Diese 18 Figuren haben eine grosse Wirkung auf viele Körperbereiche und deren
verschiedene Erkankungen. Besonders sind hier das Nierensystem und die
Wirbelsäule zu nennen, aber auch Herz-Kreislauf-Leiden und verschiedene
Stoffwechselerkrankungen werden positiv beeinflusst. Schlafstörungen, Unruhe,
sowie Schwächezustände gehören auch dazu.
Jedoch sind eben genannte Erkrankungen nur auszugs- und beispielweise genannt.
Jede der 18 Figuren wird 6 mal ausgeführt (wobei 1 mal einen Ein- und
Ausatem-Zyklus umfasst). Nur die 12. Figur wird 12 mal geübt.
Die 18 Figuren sollten immer in der Reihenfolge geübt werden, da sie auch
energetisch aufeinander aufbauen. Wenn man nicht die Zeit oder Lust hat, alle durchzuüben
oder einem einige Übungen besonders gefallen, so sollte man sie trotzdem in der
Reihenfolge der Nummern üben und immer auch zusammen mit der 1. (evtl. auch der
2.) und der 17. & 18. Figur.
Beispiel: Jemandem gefallen die Übungen 3, 7, 9 und 15 besonders.

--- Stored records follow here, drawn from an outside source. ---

pub mod k8s;
pub mod overview;
use thiserror::Error;
use tracing::warn;

use k8s_openapi::apimachinery::pkg::api::resource::Quantity;

const BYTES_PER_MIB: i128 = 1024 * 1024;

#[derive(Debug, Error, PartialEq, Eq)]
pub enum QuantityError {
    #[error("empty quantity")]
    Empty,
    #[error("no digits in quantity {0:?}")]
    MissingDigits(String),
    #[error("unknown suffix {suffix:?} in quantity {raw:?}")]
    UnknownSuffix { raw: String, suffix: String },
}

/// A quantity decomposed as `mantissa * 10^exp10 * 1024^exp1024`.
#[derive(Debug, Clone, Copy, PartialEq, Eq)]
pub struct ParsedQuantity {
    mantissa: i128,
    exp10: i32,
    exp1024: u32,
}

impl ParsedQuantity {
    pub fn parse(raw: &str) -> Result<Self, QuantityError> {
        let s = raw.trim();
        if s.is_empty() {
            return Err(QuantityError::Empty);
        }

        let (negative, rest) = match s.as_bytes()[0] {
            b'-' => (true, &s[1..]),
            b'+' => (false, &s[1..]),
            _ => (false, s),
        };

        let mut mantissa: i128 = 0;
        let mut exp10: i32 = 0;
        let mut digits = 0usize;
        let mut seen_point = false;
        let mut end = rest.len();

        for (i, c) in rest.char_indices() {
            match c {
                '0'..='9' => {
                    digits += 1;
                    let d = (c as u8 - b'0') as i128;
                    match mantissa.checked_mul(10).and_then(|m| m.checked_add(d)) {
                        Some(m) => {
                            mantissa = m;
                            if seen_point {
                                exp10 -= 1;
                            }
                        }
                        // Precision beyond i128 is dropped; integer digits still scale.
                        None if !seen_point => exp10 += 1,
                        None => {}
                    }
                }
                '.' if !seen_point => seen_point = true,
                _ => {
                    end = i;
                    break;
                }
            }
        }

        if digits == 0 {
            return Err(QuantityError::MissingDigits(raw.to_string()));
        }

        let suffix = &rest[end..];
        let (suffix_exp10, exp1024) = parse_suffix(suffix).ok_or_else(|| {
            QuantityError::UnknownSuffix {
                raw: raw.to_string(),
                suffix: suffix.to_string(),
            }
        })?;

        Ok(Self {
            mantissa: if negative { -mantissa } else { mantissa },
            exp10: exp10.saturating_add(suffix_exp10),
            exp1024,
        })
    }

    /// Returns `ceil(value * factor)`, clamped to `0..=i64::MAX`.
    pub fn scaled_ceil(&self, factor: i128) -> i64 {
        if self.mantissa <= 0 || factor <= 0 {
            return 0;
        }

        let mut n = self.mantissa.saturating_mul(factor);
        for _ in 0..self.exp1024 {
            n = n.saturating_mul(1024);
        }

        if self.exp10 >= 0 {
            for _ in 0..self.exp10 {
                n = n.saturating_mul(10);
                if n == i128::MAX {
                    break;
                }
            }
        } else {
            let shift = self.exp10.unsigned_abs();
            n = match 10i128.checked_pow(shift) {
                Some(div) => n / div + i128::from(n % div != 0),
                // Divisor exceeds any representable numerator.
                None => 1,
            };
        }

        i64::try_from(n).unwrap_or(i64::MAX)
    }
}

fn parse_suffix(suffix: &str) -> Option<(i32, u32)> {
    let parsed = match suffix {
        "" => (0, 0),
        "n" => (-9, 0),
        "u" => (-6, 0),
        "m" => (-3, 0),
        "k" => (3, 0),
        "M" => (6, 0),
        "G" => (9, 0),
        "T" => (12, 0),
        "P" => (15, 0),
        "E" => (18, 0),
        "Ki" => (0, 1),
        "Mi" => (0, 2),
        "Gi" => (0, 3),
        "Ti" => (0, 4),
        "Pi" => (0, 5),
        "Ei" => (0, 6),
        s if s.starts_with(['e', 'E']) => (s[1..].parse::<i32>().ok()?, 0),
        _ => return None,
    };
    Some(parsed)
}

fn normalize(q: Option<&Quantity>, convert: impl FnOnce(&ParsedQuantity) -> i64) -> i64 {
    let Some(q) = q else {
        return 0;
    };
    match ParsedQuantity::parse(&q.0) {
        Ok(parsed) => convert(&parsed),
        Err(QuantityError::Empty) => 0,
        Err(e) => {
            warn!("treating unparseable quantity as zero: {}", e);
            0
        }
    }
}

/// CPU in milli-cores, rounded up. Absent or invalid quantities are zero.
pub fn cpu_millis(q: Option<&Quantity>) -> i64 {
    normalize(q, |p| p.scaled_ceil(1000))
}

/// Memory in MiB. Bytes are rounded up first, then any sub-MiB remainder is truncated.
pub fn memory_mib(q: Option<&Quantity>) -> i64 {
    normalize(q, |p| (i128::from(p.scaled_ceil(1)) / BYTES_PER_MIB) as i64)
}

Diese Person sollte dann nicht z.B. zuerst die 9.Figur und dann die 3.
üben.
So machen Sie es richtig: Zuerst die 1. (und die 2.) Figur, dann in der Reihenfolge 3, 7, 9, 15, und
abschliessend die 17. und die 18..
Ganz zum Schluss werden noch die extra Abschlussübungen durchgeführt, die
niemals vergessen werden dürfen, damit man seine neu gewonnen Energie speichern
kann.
8 Alltagsübungen
Die 8 Alltagsübungen sind (mehr oder weniger) eine Art Streckübungen, die nacheinander
sämtliche Meridiane dehnen und durchgängig machen. Sie werden als Vorbereitung zu den 18 Figuren
und vielen anderen Qi Gong Übungen geübt und machen den Körper geschmeidig.
- Bewegung der oberen Extremitäten, "Die müden Knochen strecken"
- Bewegung des Faustossens (Übung aus dem Kung Fu)
- Erweitern des Brustkorbs
- Schwingen der Beine
- Neigen des Oberkörpers
- Drehen des Oberkörpers
- Bewegung der Bauch- und Rückenmuskulatur
- Springende Bewegung
Diese Übungen sind in China sehr bekannt. Sehr viele Menschen treffen sich dort
früh morgens, um diese Übungen gemeinsam zu üben.
Der Qi-Fluss wird nachhaltig angeregt und Muskeln, Sehnen und Gelenke werden
aktiviert.
Jede der 8 Alltagsübungen sollte 8 mal zu jeder Seite ausgeführt werden.